Question

Suppose that the value of a piece of property doubles every 15 years. If you buy the property for \(\$ 64,000\), its value \(t\) years after the date of purchase should be \(V(t)=64,000(2)^{2 / 15} .\) Use the model to approximate the value of the property (a) 5 years and (b) 20 years after it is purchased.

Short answer

The approximate value of the property 5 years after purchase is $76,598.26 and 20 years after purchase is $107,374.65.

Step-by-step solution

Understand the exponential model

The given model is \(V(t)=64,000(2)^{t / 15},\) where \(t\) is the time period in years. This model signifies that the property value, \(V(t)\), doubles every 15 years.

Calculate the approximate value 5 years after purchase

Substitute \(t=5\) into \(V(t)=64,000(2)^{t / 15} .\) We get \(V(5)=64,000(2)^{5 / 15} .\) Calculate this value to find the property value 5 years after purchase.

Calculate the approximate value 20 years after purchase

Substitute \(t=20\) into \(V(t)=64,000(2)^{t / 15} .\) We get \(V(20)=64,000(2)^{20 / 15} .\) Calculate this value to find the property value 20 years after purchase.

Key concepts

Exponential Functions

Exponential functions are mathematical expressions that model many real-world phenomena, particularly growth or decay processes. They're characterized by the formula
\[ f(x) = ab^{x} \] where:

• \( a \) is the initial value,
• \( b \) is the base or growth factor,
• \( x \) represents time or another independent variable.

In our example, the property value is modeled by \[ V(t)=64,000(2)^{t / 15} \] Here, \( 64,000 \) is the initial value (or purchase price), \( 2 \) is the growth factor indicating the property value doubles, and \( t \) stands for the time in years. To determine the property's value at any given time, you plug the number of years, \( t \), into the model and solve for \( V(t) \).Exponential growth models like this are incredibly useful for predicting future scenarios where change occurs at a rate proportional to the current value—such as population growth, radioactive decay, and, as demonstrated here, property value appreciation over time.

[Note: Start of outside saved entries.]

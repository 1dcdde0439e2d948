//! Evaluation context and tagged values
//!
//! Rule conditions are evaluated against a dynamic context map (patient
//! demographics, claim fields, prior integration results). Rather than
//! passing raw JSON around, the context exposes a tagged [`Value`] union and
//! an explicit `resolve(path)` operation for dot-notation field access, so
//! type confusion is visible at the API surface instead of silent.

use chrono::{DateTime, NaiveDate, TimeZone, Utc};
use serde::de::Deserializer;
use serde::ser::Serializer;
use serde::{Deserialize, Serialize};
use std::collections::BTreeMap;

/// A dynamically-typed context value
///
/// Dates are carried as a distinct variant when constructed in code, but
/// values arriving from JSON are kept as strings until a rule's declared
/// data type asks for a date coercion (JSON has no date type).
#[derive(Debug, Clone, PartialEq)]
pub enum Value {
    Null,
    Bool(bool),
    Number(f64),
    String(String),
    Date(DateTime<Utc>),
    List(Vec<Value>),
    Map(BTreeMap<String, Value>),
}

impl Value {
    /// Converts a JSON value into a context value
    pub fn from_json(json: &serde_json::Value) -> Self {
        match json {
            serde_json::Value::Null => Value::Null,
            serde_json::Value::Bool(b) => Value::Bool(*b),
            serde_json::Value::Number(n) => Value::Number(n.as_f64().unwrap_or(0.0)),
            serde_json::Value::String(s) => Value::String(s.clone()),
            serde_json::Value::Array(items) => {
                Value::List(items.iter().map(Value::from_json).collect())
            }
            serde_json::Value::Object(map) => Value::Map(
                map.iter()
                    .map(|(k, v)| (k.clone(), Value::from_json(v)))
                    .collect(),
            ),
        }
    }

    /// Converts this value back to JSON
    ///
    /// Dates are rendered as RFC 3339 strings.
    pub fn to_json(&self) -> serde_json::Value {
        match self {
            Value::Null => serde_json::Value::Null,
            Value::Bool(b) => serde_json::Value::Bool(*b),
            Value::Number(n) => serde_json::Number::from_f64(*n)
                .map(serde_json::Value::Number)
                .unwrap_or(serde_json::Value::Null),
            Value::String(s) => serde_json::Value::String(s.clone()),
            Value::Date(d) => serde_json::Value::String(d.to_rfc3339()),
            Value::List(items) => {
                serde_json::Value::Array(items.iter().map(Value::to_json).collect())
            }
            Value::Map(map) => serde_json::Value::Object(
                map.iter().map(|(k, v)| (k.clone(), v.to_json())).collect(),
            ),
        }
    }

    /// Returns true if this value is null
    pub fn is_null(&self) -> bool {
        matches!(self, Value::Null)
    }

    /// Coerces this value to a number, if possible
    ///
    /// Numbers pass through; numeric strings are parsed; booleans map to 0/1.
    pub fn coerce_number(&self) -> Option<f64> {
        match self {
            Value::Number(n) => Some(*n),
            Value::String(s) => s.trim().parse::<f64>().ok(),
            Value::Bool(b) => Some(if *b { 1.0 } else { 0.0 }),
            _ => None,
        }
    }

    /// Coerces this value to a boolean, if possible
    pub fn coerce_bool(&self) -> Option<bool> {
        match self {
            Value::Bool(b) => Some(*b),
            Value::String(s) => match s.trim().to_ascii_lowercase().as_str() {
                "true" | "yes" | "1" => Some(true),
                "false" | "no" | "0" => Some(false),
                _ => None,
            },
            Value::Number(n) => Some(*n != 0.0),
            _ => None,
        }
    }

    /// Coerces this value to a UTC instant, if possible
    ///
    /// Accepts RFC 3339 timestamps and bare `YYYY-MM-DD` dates (midnight UTC).
    pub fn coerce_date(&self) -> Option<DateTime<Utc>> {
        match self {
            Value::Date(d) => Some(*d),
            Value::String(s) => {
                let s = s.trim();
                if let Ok(dt) = DateTime::parse_from_rfc3339(s) {
                    return Some(dt.with_timezone(&Utc));
                }
                NaiveDate::parse_from_str(s, "%Y-%m-%d")
                    .ok()
                    .and_then(|d| d.and_hms_opt(0, 0, 0))
                    .map(|naive| Utc.from_utc_datetime(&naive))
            }
            _ => None,
        }
    }

    /// Renders this value as a display string for comparisons and explanations
    pub fn coerce_string(&self) -> String {
        match self {
            Value::Null => "null".to_string(),
            Value::Bool(b) => b.to_string(),
            Value::Number(n) => {
                // Render whole numbers without a trailing ".0" so string
                // comparisons against JSON integers behave as expected.
                if n.fract() == 0.0 && n.abs() < 1e15 {
                    format!("{}", *n as i64)
                } else {
                    n.to_string()
                }
            }
            Value::String(s) => s.clone(),
            Value::Date(d) => d.to_rfc3339(),
            Value::List(_) | Value::Map(_) => self.to_json().to_string(),
        }
    }

    /// Returns the list items if this is a list
    pub fn as_list(&self) -> Option<&[Value]> {
        match self {
            Value::List(items) => Some(items),
            _ => None,
        }
    }
}

impl Serialize for Value {
    fn serialize<S: Serializer>(&self, serializer: S) -> Result<S::Ok, S::Error> {
        self.to_json().serialize(serializer)
    }
}

impl<'de> Deserialize<'de> for Value {
    fn deserialize<D: Deserializer<'de>>(deserializer: D) -> Result<Self, D::Error> {
        let json = serde_json::Value::deserialize(deserializer)?;
        Ok(Value::from_json(&json))
    }
}

impl From<&str> for Value {
    fn from(s: &str) -> Self {
        Value::String(s.to_string())
    }
}

impl From<String> for Value {
    fn from(s: String) -> Self {
        Value::String(s)
    }
}

impl From<f64> for Value {
    fn from(n: f64) -> Self {
        Value::Number(n)
    }
}

impl From<i64> for Value {
    fn from(n: i64) -> Self {
        Value::Number(n as f64)
    }
}

impl From<bool> for Value {
    fn from(b: bool) -> Self {
        Value::Bool(b)
    }
}

impl From<DateTime<Utc>> for Value {
    fn from(d: DateTime<Utc>) -> Self {
        Value::Date(d)
    }
}

/// Evaluation context for rule conditions
///
/// Wraps a value tree and resolves dot-separated field paths into it.
/// List elements can be addressed with numeric path segments
/// (`diagnoses.0.code`).
#[derive(Debug, Clone, Default, PartialEq)]
pub struct Context {
    root: BTreeMap<String, Value>,
}

impl Context {
    /// Creates an empty context
    pub fn new() -> Self {
        Self::default()
    }

    /// Builds a context from a JSON object
    ///
    /// Non-object JSON yields an empty context.
    pub fn from_json(json: &serde_json::Value) -> Self {
        match Value::from_json(json) {
            Value::Map(root) => Self { root },
            _ => Self::default(),
        }
    }

    /// Converts the context back to a JSON object
    pub fn to_json(&self) -> serde_json::Value {
        Value::Map(self.root.clone()).to_json()
    }

    /// Resolves a dot-separated path into the context
    ///
    /// Returns `None` when any segment is missing or a non-container value
    /// is traversed.
    pub fn resolve(&self, path: &str) -> Option<&Value> {
        let mut segments = path.split('.');
        let first = segments.next()?;
        let mut current = self.root.get(first)?;

        for segment in segments {
            current = match current {
                Value::Map(map) => map.get(segment)?,
                Value::List(items) => {
                    let index: usize = segment.parse().ok()?;
                    items.get(index)?
                }
                _ => return None,
            };
        }

        Some(current)
    }

    /// Sets a value at a dot-separated path, creating intermediate maps
    ///
    /// Existing non-map intermediate values are replaced by maps.
    pub fn set(&mut self, path: &str, value: impl Into<Value>) {
        let segments: Vec<&str> = path.split('.').collect();
        if segments.is_empty() {
            return;
        }

        let mut current = &mut self.root;
        for segment in &segments[..segments.len() - 1] {
            let entry = current
                .entry(segment.to_string())
                .or_insert_with(|| Value::Map(BTreeMap::new()));
            if !matches!(entry, Value::Map(_)) {
                *entry = Value::Map(BTreeMap::new());
            }
            current = match entry {
                Value::Map(map) => map,
                _ => unreachable!(),
            };
        }

        current.insert(segments[segments.len() - 1].to_string(), value.into());
    }

    /// Returns the top-level keys of the context
    pub fn keys(&self) -> impl Iterator<Item = &str> {
        self.root.keys().map(String::as_str)
    }
}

Property Value Appreciation

Property value appreciation refers to the increase in the value of real estate over time. It's influenced by various factors, including economic conditions, location, property improvements, and inflation. The model we're considering uses an exponential function to express this appreciation, which simplifies these factors into a consistent rate of growth.

Understanding the Model

In the exponential growth model provided in the exercise (
\[ V(t)=64,000(2)^{t / 15} \]), the doubling rate is encoded in the formula. This mirrors the nature of property investment where, ideally, the investor seeks to purchase assets that will appreciate in value at an exponential rate. It's a simplified model and doesn't take into account real-world complexities like market fluctuations, but it serves well for understanding the fundamental concepts of exponential appreciation. When assuming a regular growth pattern, like a property doubling every 15 years, the expression captures how much more valuable your property could be after any given period.

Calculating Future Value

Calculating future value is essential for forecasting the worth of investments over time. In our exercise, future value is determined using an exponential function, predicting the property's value in 5 years and 20 years.

Step-by-Step Calculation

To calculate the property value after 5 years, you would substitute 5 for \( t \) in the provided formula, resulting in:
\[ V(5)=64,000(2)^{5 / 15} \]. Similarly, to find the approximate value after 20 years, substitute 20 for \( t \):
\[ V(20)=64,000(2)^{20 / 15} \]. Each calculation provides an estimate of future value based on the assumed continuous exponential rate of growth. Understanding how to perform these calculations is crucial for anyone engaged in financial planning or investment, especially in real estate. It allows for informed decision-making and helps individuals evaluate the potential outcomes of their investments over time.